[Saved data entries]
***

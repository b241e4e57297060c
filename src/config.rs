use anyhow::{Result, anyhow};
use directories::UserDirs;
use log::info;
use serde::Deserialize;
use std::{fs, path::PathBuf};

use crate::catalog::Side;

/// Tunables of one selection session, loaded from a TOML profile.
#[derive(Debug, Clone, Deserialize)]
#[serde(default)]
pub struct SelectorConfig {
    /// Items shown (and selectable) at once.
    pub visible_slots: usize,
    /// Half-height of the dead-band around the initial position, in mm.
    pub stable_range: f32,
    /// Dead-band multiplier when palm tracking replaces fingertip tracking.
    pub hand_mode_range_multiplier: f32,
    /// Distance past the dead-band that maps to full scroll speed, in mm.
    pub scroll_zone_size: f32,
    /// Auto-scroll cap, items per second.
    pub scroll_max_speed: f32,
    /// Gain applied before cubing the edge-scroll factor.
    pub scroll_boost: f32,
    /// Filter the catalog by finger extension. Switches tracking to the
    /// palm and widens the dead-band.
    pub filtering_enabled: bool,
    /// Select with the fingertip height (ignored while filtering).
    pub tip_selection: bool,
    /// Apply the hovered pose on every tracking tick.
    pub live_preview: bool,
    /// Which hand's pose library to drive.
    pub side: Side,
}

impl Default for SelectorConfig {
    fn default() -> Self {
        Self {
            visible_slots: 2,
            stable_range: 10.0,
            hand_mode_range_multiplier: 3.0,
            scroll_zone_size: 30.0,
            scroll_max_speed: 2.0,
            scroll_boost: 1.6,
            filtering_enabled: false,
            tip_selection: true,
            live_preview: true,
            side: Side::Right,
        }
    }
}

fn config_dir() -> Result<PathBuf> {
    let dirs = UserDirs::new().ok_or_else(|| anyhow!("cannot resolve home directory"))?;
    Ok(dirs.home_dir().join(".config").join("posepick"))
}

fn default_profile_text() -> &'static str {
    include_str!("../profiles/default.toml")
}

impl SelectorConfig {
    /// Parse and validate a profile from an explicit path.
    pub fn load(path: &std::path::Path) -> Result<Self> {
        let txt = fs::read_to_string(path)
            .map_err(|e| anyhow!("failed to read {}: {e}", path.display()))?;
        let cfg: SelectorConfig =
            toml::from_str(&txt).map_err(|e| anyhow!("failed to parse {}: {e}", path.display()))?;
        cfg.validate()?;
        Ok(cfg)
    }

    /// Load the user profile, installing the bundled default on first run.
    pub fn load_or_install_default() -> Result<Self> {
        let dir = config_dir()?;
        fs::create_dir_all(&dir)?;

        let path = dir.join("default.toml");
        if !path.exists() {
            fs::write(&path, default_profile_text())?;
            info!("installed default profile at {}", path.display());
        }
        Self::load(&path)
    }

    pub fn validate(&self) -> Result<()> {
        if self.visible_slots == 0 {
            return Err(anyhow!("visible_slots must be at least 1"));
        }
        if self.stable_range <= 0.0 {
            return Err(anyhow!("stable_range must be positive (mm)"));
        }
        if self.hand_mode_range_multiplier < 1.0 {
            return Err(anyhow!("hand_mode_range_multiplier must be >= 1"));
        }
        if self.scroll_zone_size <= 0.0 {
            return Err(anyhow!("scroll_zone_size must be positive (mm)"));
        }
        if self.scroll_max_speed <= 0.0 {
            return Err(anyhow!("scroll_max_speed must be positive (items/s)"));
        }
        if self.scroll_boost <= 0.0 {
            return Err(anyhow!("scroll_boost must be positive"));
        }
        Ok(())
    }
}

***

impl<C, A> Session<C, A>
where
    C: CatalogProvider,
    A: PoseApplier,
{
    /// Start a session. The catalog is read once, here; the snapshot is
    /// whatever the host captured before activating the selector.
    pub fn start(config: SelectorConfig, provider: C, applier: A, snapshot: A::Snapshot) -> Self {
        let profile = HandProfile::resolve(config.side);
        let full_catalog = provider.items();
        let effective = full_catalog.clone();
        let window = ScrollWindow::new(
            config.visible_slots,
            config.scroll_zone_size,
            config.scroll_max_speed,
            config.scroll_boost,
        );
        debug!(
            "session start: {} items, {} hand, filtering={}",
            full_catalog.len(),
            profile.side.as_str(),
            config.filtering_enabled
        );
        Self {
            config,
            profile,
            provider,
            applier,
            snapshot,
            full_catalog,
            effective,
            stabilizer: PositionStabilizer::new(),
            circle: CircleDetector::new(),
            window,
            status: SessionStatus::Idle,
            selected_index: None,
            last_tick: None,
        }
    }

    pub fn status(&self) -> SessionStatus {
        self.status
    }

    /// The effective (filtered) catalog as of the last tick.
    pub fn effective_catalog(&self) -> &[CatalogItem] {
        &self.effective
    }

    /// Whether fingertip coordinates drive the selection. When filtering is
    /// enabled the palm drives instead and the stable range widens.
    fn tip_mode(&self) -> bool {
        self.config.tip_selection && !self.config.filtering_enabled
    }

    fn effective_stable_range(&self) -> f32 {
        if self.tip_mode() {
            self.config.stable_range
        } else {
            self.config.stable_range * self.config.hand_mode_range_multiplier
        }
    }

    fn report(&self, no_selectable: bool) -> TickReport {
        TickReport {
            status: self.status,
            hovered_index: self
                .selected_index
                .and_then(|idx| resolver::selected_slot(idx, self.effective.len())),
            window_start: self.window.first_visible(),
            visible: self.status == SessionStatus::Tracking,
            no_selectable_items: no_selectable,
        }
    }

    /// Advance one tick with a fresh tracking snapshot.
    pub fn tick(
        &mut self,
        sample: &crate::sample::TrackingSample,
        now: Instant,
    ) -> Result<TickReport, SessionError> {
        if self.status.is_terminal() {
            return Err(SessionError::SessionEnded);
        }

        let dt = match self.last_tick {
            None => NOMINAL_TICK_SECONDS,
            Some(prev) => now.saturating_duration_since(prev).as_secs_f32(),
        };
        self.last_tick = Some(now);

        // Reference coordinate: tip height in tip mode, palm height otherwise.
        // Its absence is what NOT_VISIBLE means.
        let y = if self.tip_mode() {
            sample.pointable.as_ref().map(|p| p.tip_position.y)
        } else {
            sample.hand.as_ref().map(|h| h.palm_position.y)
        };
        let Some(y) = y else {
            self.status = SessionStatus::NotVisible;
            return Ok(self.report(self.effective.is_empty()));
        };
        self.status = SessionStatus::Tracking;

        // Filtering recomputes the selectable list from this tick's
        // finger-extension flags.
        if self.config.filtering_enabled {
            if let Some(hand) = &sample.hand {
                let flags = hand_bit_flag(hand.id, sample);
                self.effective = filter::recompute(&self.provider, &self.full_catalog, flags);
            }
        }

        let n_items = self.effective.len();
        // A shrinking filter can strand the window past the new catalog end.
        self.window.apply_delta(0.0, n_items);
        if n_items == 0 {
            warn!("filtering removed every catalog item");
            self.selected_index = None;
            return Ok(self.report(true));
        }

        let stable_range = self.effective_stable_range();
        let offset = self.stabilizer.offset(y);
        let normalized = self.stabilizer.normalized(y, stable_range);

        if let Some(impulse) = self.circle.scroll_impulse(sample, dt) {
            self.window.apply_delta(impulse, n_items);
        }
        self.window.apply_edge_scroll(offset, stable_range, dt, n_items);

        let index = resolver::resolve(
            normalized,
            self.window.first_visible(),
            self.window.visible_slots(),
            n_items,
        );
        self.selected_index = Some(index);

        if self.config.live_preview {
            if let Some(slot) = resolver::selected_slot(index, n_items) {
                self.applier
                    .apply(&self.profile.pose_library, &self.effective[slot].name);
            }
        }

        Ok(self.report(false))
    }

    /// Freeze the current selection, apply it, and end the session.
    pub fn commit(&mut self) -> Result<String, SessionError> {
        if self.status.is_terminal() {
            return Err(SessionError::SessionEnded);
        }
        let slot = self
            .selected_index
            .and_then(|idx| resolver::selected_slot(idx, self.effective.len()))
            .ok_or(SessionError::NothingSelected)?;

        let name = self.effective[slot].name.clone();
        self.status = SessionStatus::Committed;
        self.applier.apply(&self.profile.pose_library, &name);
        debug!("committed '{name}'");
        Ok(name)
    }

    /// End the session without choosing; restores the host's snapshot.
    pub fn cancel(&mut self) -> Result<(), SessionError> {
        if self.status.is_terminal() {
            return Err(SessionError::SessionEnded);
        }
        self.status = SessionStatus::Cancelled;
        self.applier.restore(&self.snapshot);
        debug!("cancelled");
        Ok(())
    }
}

***

Look above for the line with "let slot = self" and the line with "pub fn cancel(&mut", and reproduce exactly those two lines plus every line between, nothing more.

ANSWER TO THIS TASK ::
        let slot = self
            .selected_index
            .and_then(|idx| resolver::selected_slot(idx, self.effective.len()))
            .ok_or(SessionError::NothingSelected)?;

        let name = self.effective[slot].name.clone();
        self.status = SessionStatus::Committed;
        self.applier.apply(&self.profile.pose_library, &name);
        debug!("committed '{name}'");
        Ok(name)
    }

    /// End the session without choosing; restores the host's snapshot.
    pub fn cancel(&mut self) -> Result<(), SessionError> {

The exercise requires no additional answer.